Exercise:
What number of lines in the entries below include the string "usize"? Respond with that number alone.

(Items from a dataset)
* * * * * * *
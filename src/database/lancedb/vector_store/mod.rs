
use arrow::array::RecordBatchIterator;
use async_trait::async_trait;
use futures::TryStreamExt;
use lancedb::query::{ExecutableQuery, QueryBase, Select};
use lancedb::table::Table;
use lancedb::{Connection, DistanceType};
use std::collections::HashMap;
use std::path::{Path, PathBuf};
use tracing::{debug, error, info, warn};

use super::{batch_ids, batch_to_hits, collection_schema, points_to_batch, schema_shape};
use crate::config::Config;
use crate::database::index::{CollectionSpec, DistanceMetric, IndexPoint, ScoredPoint, VectorIndex};
use crate::identity::DocumentId;
use crate::{Result, SearchError};

/// Embedded vector index stored in a local LanceDB directory
#[derive(Clone)]
pub struct VectorStore {
    connection: Connection,
    path: PathBuf,
}

impl std::fmt::Debug for VectorStore {
    #[inline]
    fn fmt(&self, f: &mut std::fmt::Formatter<'_>) -> std::fmt::Result {
        f.debug_struct("VectorStore")
            .field("path", &self.path)
            .finish_non_exhaustive()
    }
}

fn database_error(context: &str, err: lancedb::Error) -> SearchError {
    SearchError::Database(format!("{context}: {err}"))
}

fn distance_type(metric: DistanceMetric) -> DistanceType {
    match metric {
        DistanceMetric::Cosine => DistanceType::Cosine,
        DistanceMetric::Euclidean => DistanceType::L2,
        DistanceMetric::Dot => DistanceType::Dot,
    }
}

/// Keeps the last point per id so a single merge never sees duplicate keys.
fn dedupe_points(points: Vec<IndexPoint>) -> Vec<IndexPoint> {
    let mut positions: HashMap<DocumentId, usize> = HashMap::with_capacity(points.len());
    let mut unique: Vec<IndexPoint> = Vec::with_capacity(points.len());
    for point in points {
        if let Some(&pos) = positions.get(&point.id) {
            unique[pos] = point;
        } else {
            positions.insert(point.id.clone(), unique.len());
            unique.push(point);
        }
    }
    unique
}

impl VectorStore {
    /// Open the store at the location derived from the configuration
    #[inline]
    pub async fn new(config: &Config) -> Result<Self> {
        Self::open(&config.vector_database_path()).await
    }

    /// Open (or create) a LanceDB directory at `db_path`
    #[inline]
    pub async fn open(db_path: &Path) -> Result<Self> {
        debug!("Initializing LanceDB at path: {:?}", db_path);

        std::fs::create_dir_all(db_path).map_err(|e| {
            SearchError::Database(format!("Failed to create vector database directory: {e}"))
        })?;

        let uri = format!("file://{}", db_path.display());
        let connection = lancedb::connect(&uri).execute().await.map_err(|e| {
            error!("Failed to connect to LanceDB: {}", e);
            SearchError::DependencyUnavailable(format!("Failed to connect to LanceDB: {e}"))
        })?;

        info!("Vector store opened at {}", db_path.display());
        Ok(Self {
            connection,
            path: db_path.to_path_buf(),
        })
    }

    #[inline]
    pub fn path(&self) -> &Path {
        &self.path
    }

    async fn table_exists(&self, name: &str) -> Result<bool> {
        let table_names = self
            .connection
            .table_names()
            .execute()
            .await
            .map_err(|e| database_error("Failed to list tables", e))?;
        Ok(table_names.iter().any(|t| t == name))
    }

    async fn open_table(&self, name: &str) -> Result<Table> {
        self.connection
            .open_table(name)
            .execute()
            .await
            .map_err(|e| database_error("Failed to open table", e))
    }

    /// Opens the table when it exists, so read paths can treat a missing table as empty.
    async fn open_existing(&self, name: &str) -> Result<Option<Table>> {
        match self.connection.open_table(name).execute().await {
            Ok(table) => Ok(Some(table)),
            Err(lancedb::Error::TableNotFound { .. }) => Ok(None),
            Err(e) => Err(database_error("Failed to open table", e)),
        }
    }

    async fn create_table(&self, spec: &CollectionSpec) -> Result<()> {
        match self
            .connection
            .create_empty_table(&spec.name, collection_schema(spec))
            .execute()
            .await
        {
            Ok(_) => {
                info!(
                    "Created table '{}' with {} dimensions ({})",
                    spec.name, spec.dimension, spec.metric
                );
                Ok(())
            }
            // Lost a creation race to another caller; verify what they created.
            Err(lancedb::Error::TableAlreadyExists { .. }) => self.verify_table(spec).await,
            Err(e) => Err(database_error("Failed to create table", e)),
        }
    }

    async fn verify_table(&self, spec: &CollectionSpec) -> Result<()> {
        let table = self.open_table(&spec.name).await?;
        let schema = table
            .schema()
            .await
            .map_err(|e| database_error("Failed to get table schema", e))?;
        let (dimension, metric) = schema_shape(&schema)?;
        spec.check_existing(dimension, metric)
    }
}

#[async_trait]
impl VectorIndex for VectorStore {
    #[inline]
    fn backend_name(&self) -> &'static str {
        "lancedb"
    }

    #[inline]
    async fn ensure_collection(&self, spec: &CollectionSpec) -> Result<()> {
        if self.table_exists(&spec.name).await? {
            debug!("Table '{}' already exists, verifying shape", spec.name);
            return self.verify_table(spec).await;
        }
        self.create_table(spec).await
    }

    #[inline]
    async fn collection_exists(&self, name: &str) -> Result<bool> {
        self.table_exists(name).await
    }

    #[inline]
    async fn recreate_collection(&self, spec: &CollectionSpec) -> Result<()> {
        if self.table_exists(&spec.name).await? {
            warn!("Dropping table '{}' and all of its vectors", spec.name);
            self.connection
                .drop_table(&spec.name)
                .await
                .map_err(|e| database_error("Failed to drop table", e))?;
        }
        self.create_table(spec).await
    }

    #[inline]
    async fn upsert(&self, spec: &CollectionSpec, points: Vec<IndexPoint>) -> Result<()> {
        if points.is_empty() {
            debug!("No points to upsert");
            return Ok(());
        }

        let points = dedupe_points(points);
        let batch = points_to_batch(spec, &points)?;
        let table = self.open_table(&spec.name).await?;

        let schema = batch.schema();
        let reader = RecordBatchIterator::new(std::iter::once(Ok(batch)), schema);

        let mut merge = table.merge_insert(&["id"]);
        merge
            .when_matched_update_all(None)
            .when_not_matched_insert_all();
        merge
            .execute(Box::new(reader))
            .await
            .map_err(|e| database_error("Failed to upsert vectors", e))?;

        debug!("Upserted {} points into '{}'", points.len(), spec.name);
        Ok(())
    }

    #[inline]
    async fn query(
        &self,
        spec: &CollectionSpec,
        vector: &[f32],
        limit: usize,
    ) -> Result<Vec<ScoredPoint>> {
        spec.check_vector(vector)?;
        if limit == 0 {
            return Ok(Vec::new());
        }

        let Some(table) = self.open_existing(&spec.name).await? else {
            return Ok(Vec::new());
        };

        let rows = table
            .count_rows(None)
            .await
            .map_err(|e| database_error("Failed to count rows", e))?;
        if rows == 0 {
            return Ok(Vec::new());
        }

        let mut results = table
            .vector_search(vector)
            .map_err(|e| database_error("Failed to create vector search", e))?
            .column("vector")
            .distance_type(distance_type(spec.metric))
            .select(Select::columns(&["id", "title"]))
            .limit(limit)
            .execute()
            .await
            .map_err(|e| database_error("Failed to execute search", e))?;

        let mut hits = Vec::new();
        while let Some(batch) = results
            .try_next()
            .await
            .map_err(|e| database_error("Failed to read result stream", e))?
        {
            hits.extend(batch_to_hits(&batch, spec.metric)?);
        }

        hits.truncate(limit);
        debug!("Query on '{}' returned {} hits", spec.name, hits.len());
        Ok(hits)
    }

    #[inline]
    async fn count(&self, spec: &CollectionSpec) -> Result<u64> {
        let Some(table) = self.open_existing(&spec.name).await? else {
            return Ok(0);
        };
        let count = table
            .count_rows(None)
            .await
            .map_err(|e| database_error("Failed to count rows", e))?;
        Ok(count as u64)
    }

    #[inline]
    async fn list_ids(&self, spec: &CollectionSpec) -> Result<Vec<DocumentId>> {
        let Some(table) = self.open_existing(&spec.name).await? else {
            return Ok(Vec::new());
        };

        let batches: Vec<_> = table
            .query()
            .select(Select::columns(&["id"]))
            .execute()
            .await
            .map_err(|e| database_error("Failed to scan ids", e))?
            .try_collect()
            .await
            .map_err(|e| database_error("Failed to read id stream", e))?;

        let mut ids = Vec::new();
        for batch in &batches {
            ids.extend(batch_ids(batch)?);
        }
        Ok(ids)
    }
}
* * * * * * *
Worked solution:
2